Functional computed tomography imaging of tumor-induced angiogenesis: preliminary results of new tracer kinetic modeling using a computer discretization approach

Abstract

The aim of this study was to establish functional computed tomography (CT) imaging as a method for assessing tumor-induced angiogenesis. Functional CT imaging was mathematically analyzed for 14 renal cell carcinomas by means of two-compartment modeling using a computer-discretization approach. The model incorporated diffusible kinetics of contrast medium including leakage from the capillary to the extravascular compartment and back-flux to the capillary compartment. The correlations between functional CT parameters [relative blood volume (rbv), permeability 1 (Pm1), and permeability 2 (Pm2)] and histopathological markers of angiogenesis [microvessel density (MVD) and vascular endothelial growth factor (VEGF)] were statistically analyzed.

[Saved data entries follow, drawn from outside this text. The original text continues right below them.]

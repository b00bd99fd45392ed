//! Sequence Ontology consequence terms and their impact tiers.

use std::fmt;

/// Effect of a variant on one transcript.
#[derive(Debug, Clone, Copy, PartialEq, Eq, Hash)]
pub enum Consequence {
    TranscriptionalStartLoss,
    SpliceDonorVariant,
    SpliceAcceptorVariant,
    IntronVariant,
    FivePrimeUtrVariant,
    ThreePrimeUtrVariant,
    FrameshiftVariant,
    InframeDeletion,
    InframeInsertion,
    SynonymousVariant,
    MissenseVariant,
    StopGained,
    StopLost,
    StartLost,
    UpstreamGeneVariant,
    DownstreamGeneVariant,
    NonCodingTranscriptExonVariant,
    IntergenicVariant,
}

/// Coarse severity of a [`Consequence`].
#[derive(Debug, Clone, Copy, PartialEq, Eq, Hash, PartialOrd, Ord)]
pub enum Impact {
    High,
    Moderate,
    Low,
    Modifier,
}

impl Consequence {
    #[must_use]
    pub fn as_str(self) -> &'static str {
        match self {
            Self::TranscriptionalStartLoss => "transcriptional_start_loss",
            Self::SpliceDonorVariant => "splice_donor_variant",
            Self::SpliceAcceptorVariant => "splice_acceptor_variant",
            Self::IntronVariant => "intron_variant",
            Self::FivePrimeUtrVariant => "5_prime_UTR_variant",
            Self::ThreePrimeUtrVariant => "3_prime_UTR_variant",
            Self::FrameshiftVariant => "frameshift_variant",
            Self::InframeDeletion => "inframe_deletion",
            Self::InframeInsertion => "inframe_insertion",
            Self::SynonymousVariant => "synonymous_variant",
            Self::MissenseVariant => "missense_variant",
            Self::StopGained => "stop_gained",
            Self::StopLost => "stop_lost",
            Self::StartLost => "start_lost",
            Self::UpstreamGeneVariant => "upstream_gene_variant",
            Self::DownstreamGeneVariant => "downstream_gene_variant",
            Self::NonCodingTranscriptExonVariant => "non_coding_transcript_exon_variant",
            Self::IntergenicVariant => "intergenic_variant",
        }
    }

    #[must_use]
    pub fn impact(self) -> Impact {
        match self {
            Self::TranscriptionalStartLoss
            | Self::SpliceAcceptorVariant
            | Self::SpliceDonorVariant
            | Self::StopGained
            | Self::StopLost
            | Self::FrameshiftVariant
            | Self::StartLost => Impact::High,
            Self::InframeInsertion | Self::InframeDeletion | Self::MissenseVariant => {
                Impact::Moderate
            }
            Self::SynonymousVariant => Impact::Low,
            _ => Impact::Modifier,
        }
    }

    /// True for the 5' and 3' UTR terms.
    #[must_use]
    pub fn is_utr(self) -> bool {
        matches!(self, Self::FivePrimeUtrVariant | Self::ThreePrimeUtrVariant)
    }
}

impl fmt::Display for Consequence {
    fn fmt(&self, f: &mut fmt::Formatter<'_>) -> fmt::Result {
        f.write_str(self.as_str())
    }
}

impl Impact {
    #[must_use]
    pub fn as_str(self) -> &'static str {
        match self {
            Self::High => "HIGH",
            Self::Moderate => "MODERATE",
            Self::Low => "LOW",
            Self::Modifier => "MODIFIER",
        }
    }
}

impl fmt::Display for Impact {
    fn fmt(&self, f: &mut fmt::Formatter<'_>) -> fmt::Result {
        f.write_str(self.as_str())
    }
}

#[cfg(test)]
mod tests {
    use super::*;

    #[test]
    fn impact_tiers() {
        assert_eq!(Consequence::SpliceDonorVariant.impact(), Impact::High);
        assert_eq!(Consequence::StartLost.impact(), Impact::High);
        assert_eq!(Consequence::InframeDeletion.impact(), Impact::Moderate);
        assert_eq!(Consequence::MissenseVariant.impact(), Impact::Moderate);
        assert_eq!(Consequence::SynonymousVariant.impact(), Impact::Low);
        assert_eq!(Consequence::IntronVariant.impact(), Impact::Modifier);
        assert_eq!(Consequence::FivePrimeUtrVariant.impact(), Impact::Modifier);
        assert_eq!(Consequence::IntergenicVariant.impact(), Impact::Modifier);
    }

    #[test]
    fn sequence_ontology_terms() {
        assert_eq!(Consequence::FivePrimeUtrVariant.to_string(), "5_prime_UTR_variant");
        assert_eq!(Consequence::TranscriptionalStartLoss.to_string(), "transcriptional_start_loss");
        assert_eq!(Impact::Moderate.to_string(), "MODERATE");
        assert!(Impact::High < Impact::Modifier);
    }
}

The modeling was successfully performed, showing similarity between the mathematically simulated curve and the measured time-density curve. There were significant linear correlations between MVD grade and Pm1 (r = 0.841, P = 0.001) and between VEGF grade and Pm2 (r = 0.804, P = 0.005) by Pearson's correlation coefficient. This method may be a useful tool for the assessment of tumor-induced angiogenesis.